Depuis la fin des années 1850 Léon Julienne parcourait l’ouest et le centre de la France pour le compte de son employeur la société Grignon établie à Nantes. On ne disposait pas de photographie de Léon Julienne jusqu’à ce qu’une chapelloise n’en retrouve une superbe, prise par un des premiers photographes professionnels, travaillant à Nantes, Angers et Tours. (Fig1)

La soeur de Léon, Julie (1839-1914), avait épousé Laurent Blateau, né en 1835. Il mourut jeune, en 1870. A partir de son veuvage Julie vécut avec son frère à la Chapelle-Blanche Saint-Martin.
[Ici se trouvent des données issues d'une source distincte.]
use crate::api::Role;
use anyhow::Result;
use serde::{Deserialize, Serialize};
use std::path::Path;

/// A validation error in the configuration
#[derive(Debug, Clone)]
pub struct ValidationError {
    pub field: String,
    pub message: String,
}

impl std::fmt::Display for ValidationError {
    fn fmt(&self, f: &mut std::fmt::Formatter<'_>) -> std::fmt::Result {
        write!(f, "[{}]: {}", self.field, self.message)
    }
}

/// Connection settings for the library backend
#[derive(Debug, Clone, PartialEq, Deserialize, Serialize)]
pub struct ApiConfig {
    #[serde(default = "default_base_url")]
    pub base_url: String,
    #[serde(default = "default_timeout_ms")]
    pub timeout_ms: u64,
}

fn default_base_url() -> String {
    "http://localhost:3000/api".to_string()
}

fn default_timeout_ms() -> u64 {
    10_000
}

impl Default for ApiConfig {
    fn default() -> Self {
        Self {
            base_url: default_base_url(),
            timeout_ms: default_timeout_ms(),
        }
    }
}

/// A login credential. The backend has no login endpoint, so the client
/// resolves logins against this table (see DESIGN.md).
#[derive(Debug, Clone, PartialEq, Deserialize, Serialize)]
pub struct AuthUser {
    pub id: u64,
    pub username: String,
    pub password: String,
    #[serde(default)]
    pub role: Role,
}

#[derive(Debug, Clone, PartialEq, Deserialize, Serialize)]
pub struct AuthConfig {
    #[serde(default = "default_users")]
    pub users: Vec<AuthUser>,
}

fn default_users() -> Vec<AuthUser> {
    vec![
        AuthUser {
            id: 1,
            username: "admin".to_string(),
            password: "admin123".to_string(),
            role: Role::Admin,
        },
        AuthUser {
            id: 2,
            username: "user".to_string(),
            password: "user123".to_string(),
            role: Role::User,
        },
    ]
}

impl Default for AuthConfig {
    fn default() -> Self {
        Self {
            users: default_users(),
        }
    }
}

/// Presentation knobs for the pages
#[derive(Debug, Clone, PartialEq, Deserialize, Serialize)]
pub struct UiConfig {
    /// How many borrow records the records page keeps from the server list
    #[serde(default = "default_records_limit")]
    pub records_limit: usize,
    /// How long a return-desk status message stays visible
    #[serde(default = "default_message_ttl_secs")]
    pub message_ttl_secs: i64,
}

fn default_records_limit() -> usize {
    10
}

fn default_message_ttl_secs() -> i64 {
    3
}

impl Default for UiConfig {
    fn default() -> Self {
        Self {
            records_limit: default_records_limit(),
            message_ttl_secs: default_message_ttl_secs(),
        }
    }
}

/// Main configuration structure
#[derive(Debug, Clone, Default, PartialEq, Deserialize, Serialize)]
pub struct Config {
    #[serde(default)]
    pub api: ApiConfig,
    #[serde(default)]
    pub auth: AuthConfig,
    #[serde(default)]
    pub ui: UiConfig,
}

impl Config {
    /// Load configuration from default paths
    /// Priority: local (.biblio/config.local.toml) > project (.biblio/config.toml) > user (~/.biblio/config.toml)
    pub fn load() -> Result<Self> {
        let mut config = Self::default();

        if let Some(home) = dirs::home_dir() {
            let user_config = home.join(".biblio").join("config.toml");
            if user_config.exists() {
                config.merge(Self::load_from(&user_config)?);
            }
        }

        let project_config = Path::new(".biblio").join("config.toml");
        if project_config.exists() {
            config.merge(Self::load_from(&project_config)?);
        }

        let local_config = Path::new(".biblio").join("config.local.toml");
        if local_config.exists() {
            config.merge(Self::load_from(&local_config)?);
        }

        Ok(config)
    }

    /// Load configuration from a specific path
    pub fn load_from(path: &Path) -> Result<Self> {
        let content = std::fs::read_to_string(path)?;
        let config: Config = toml::from_str(&content)?;
        Ok(config)
    }

    /// Merge another config into this one (other takes priority).
    /// A section is taken from `other` only when it differs from the
    /// defaults, so a file that sets `[ui]` alone does not clobber an
    /// earlier file's `[api]`.
    pub fn merge(&mut self, other: Config) {
        if other.api != ApiConfig::default() {
            self.api = other.api;
        }
        if other.auth != AuthConfig::default() {
            self.auth = other.auth;
        }
        if other.ui != UiConfig::default() {
            self.ui = other.ui;
        }
    }

    /// Validate configuration and return any errors found
    pub fn validate(&self) -> Result<(), Vec<ValidationError>> {
        let mut errors = Vec::new();

        if !self.api.base_url.starts_with("http://") && !self.api.base_url.starts_with("https://") {
            errors.push(ValidationError {
                field: "api.base_url".to_string(),
                message: format!("Must be an http(s) URL, got '{}'", self.api.base_url),
            });
        }
        if self.api.timeout_ms == 0 {
            errors.push(ValidationError {
                field: "api.timeout_ms".to_string(),
                message: "Must be greater than 0".to_string(),
            });
        }

        if self.auth.users.is_empty() {
            errors.push(ValidationError {
                field: "auth.users".to_string(),
                message: "At least one user is required".to_string(),
            });
        }
        let mut seen = std::collections::HashSet::new();
        for (i, user) in self.auth.users.iter().enumerate() {
            if user.username.is_empty() {
                errors.push(ValidationError {
                    field: format!("auth.users[{}].username", i),
                    message: "Username must not be empty".to_string(),
                });
            } else if !seen.insert(user.username.as_str()) {
                errors.push(ValidationError {
                    field: format!("auth.users[{}].username", i),
                    message: format!("Duplicate username '{}'", user.username),
                });
            }
            if user.password.is_empty() {
                errors.push(ValidationError {
                    field: format!("auth.users[{}].password", i),
                    message: "Password must not be empty".to_string(),
                });
            }
        }

        if self.ui.records_limit == 0 {
            errors.push(ValidationError {
                field: "ui.records_limit".to_string(),
                message: "Must be greater than 0".to_string(),
            });
        }
        if self.ui.message_ttl_secs <= 0 {
            errors.push(ValidationError {
                field: "ui.message_ttl_secs".to_string(),
                message: "Must be greater than 0".to_string(),
            });
        }

        if errors.is_empty() {
            Ok(())
        } else {
            Err(errors)
        }
    }
}
use crate::api::{LibraryApi, User};
use anyhow::Result;

/// The login session. There is no token or cookie to hold; the backend's
/// only session endpoint is logout, so this is the client's source of
/// truth for "who is signed in".
#[derive(Debug, Default)]
pub struct Session {
    user: Option<User>,
}

impl Session {
    pub fn new() -> Self {
        Self::default()
    }

    pub fn user(&self) -> Option<&User> {
        self.user.as_ref()
    }

    pub fn is_authenticated(&self) -> bool {
        self.user.is_some()
    }

    /// Sign in through the API client. A login while already signed in
    /// replaces the session.
    pub fn login(&mut self, api: &dyn LibraryApi, username: &str, password: &str) -> Result<&User> {
        let user = api.login(username, password)?;
        Ok(self.user.insert(user))
    }

    /// Sign out. The local session is cleared before the logout call; the
    /// error, if any, is still returned for logging. Returns the user that
    /// was signed out, or `None` if nobody was signed in (no API call is
    /// made).
    pub fn logout(&mut self, api: &dyn LibraryApi) -> Result<Option<User>> {
        let user = match self.user.take() {
            Some(u) => u,
            None => return Ok(None),
        };
        api.logout()?;
        Ok(Some(user))
    }
}
//! Static route table and the authentication guard.
//!
//! Page commands resolve through this table before any page code runs.
//! Routes marked `requires_auth` are only reachable with a live session.

#[derive(Debug, Clone, Copy, PartialEq, Eq)]
pub enum Page {
    Home,
    Login,
    Catalog,
    Records,
    Returns,
    Readers,
}

impl Page {
    pub fn title(&self) -> &'static str {
        match self {
            Self::Home => "Home",
            Self::Login => "Login",
            Self::Catalog => "Book Catalog",
            Self::Records => "Borrow Records",
            Self::Returns => "Return Desk",
            Self::Readers => "Readers",
        }
    }

    pub fn path(&self) -> &'static str {
        match self {
            Self::Home => "home",
            Self::Login => "login",
            Self::Catalog => "catalog",
            Self::Records => "records",
            Self::Returns => "returns",
            Self::Readers => "readers",
        }
    }
}

#[derive(Debug, Clone, Copy)]
pub struct Route {
    pub path: &'static str,
    pub page: Page,
    pub requires_auth: bool,
}

pub const ROUTES: &[Route] = &[
    Route {
        path: "home",
        page: Page::Home,
        requires_auth: false,
    },
    Route {
        path: "login",
        page: Page::Login,
        requires_auth: false,
    },
    Route {
        path: "catalog",
        page: Page::Catalog,
        requires_auth: true,
    },
    Route {
        path: "records",
        page: Page::Records,
        requires_auth: true,
    },
    Route {
        path: "returns",
        page: Page::Returns,
        requires_auth: true,
    },
    Route {
        path: "readers",
        page: Page::Readers,
        requires_auth: true,
    },
];

pub fn resolve(path: &str) -> Option<&'static Route> {
    ROUTES.iter().find(|r| r.path == path)
}

/// Result of running a path through the route table and the guard.
#[derive(Debug, Clone, Copy, PartialEq, Eq)]
pub enum Navigation {
    Allowed(Page),
    LoginRequired,
    NotFound,
}

pub fn navigate(path: &str, authenticated: bool) -> Navigation {
    match resolve(path) {
        Some(route) if route.requires_auth && !authenticated => Navigation::LoginRequired,
        Some(route) => Navigation::Allowed(route.page),
        None => Navigation::NotFound,
    }
}

#[cfg(test)]
mod tests {
    use super::*;

    #[test]
    fn test_public_routes_need_no_session() {
        assert_eq!(navigate("home", false), Navigation::Allowed(Page::Home));
        assert_eq!(navigate("login", false), Navigation::Allowed(Page::Login));
    }

    #[test]
    fn test_guard_blocks_unauthenticated() {
        for path in ["catalog", "records", "returns", "readers"] {
            assert_eq!(navigate(path, false), Navigation::LoginRequired);
        }
    }

    #[test]
    fn test_guard_admits_authenticated() {
        assert_eq!(
            navigate("records", true),
            Navigation::Allowed(Page::Records)
        );
        assert_eq!(
            navigate("returns", true),
            Navigation::Allowed(Page::Returns)
        );
    }

    #[test]
    fn test_unknown_path() {
        assert_eq!(navigate("admin", true), Navigation::NotFound);
        assert_eq!(navigate("", false), Navigation::NotFound);
    }
}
La guerre de 1870, et /ou la disparition de son beau-frère ont elles joué un rôle dans l’évolution professionnelle de Léon Julienne et son installation à la Chapelle-Blanche ? On peut le penser. Mme Janvier a écrit : « Pendant son séjour à la Chapelle-Blanche il commença ses expériences de culture avec des engrais : une médaille d’or au concours agricole de Tours et sa médaille Chevalier du Mérite Agricole en 1903 récompenseront ses succès ». La relation avec l’entreprise nantaise ne fut pas rompue pour autant puisqu’au contraire Léon Julienne semble avoir importé ses produits par son intermédiaire. C’est sa soeur Julie qui s’occupera sur place, en son absence, de la réception et de la vente des engrais. On dispose encore de documents relatifs à ce commerce ouvert à La Chapelle-Blanche : des étiquettes de produits, des courriers de Julie qui fait un compte rendu des activités à son frère, et des bordereaux de transport des produits avec la compagnie de chemin de fer. (Fig 2 à 5)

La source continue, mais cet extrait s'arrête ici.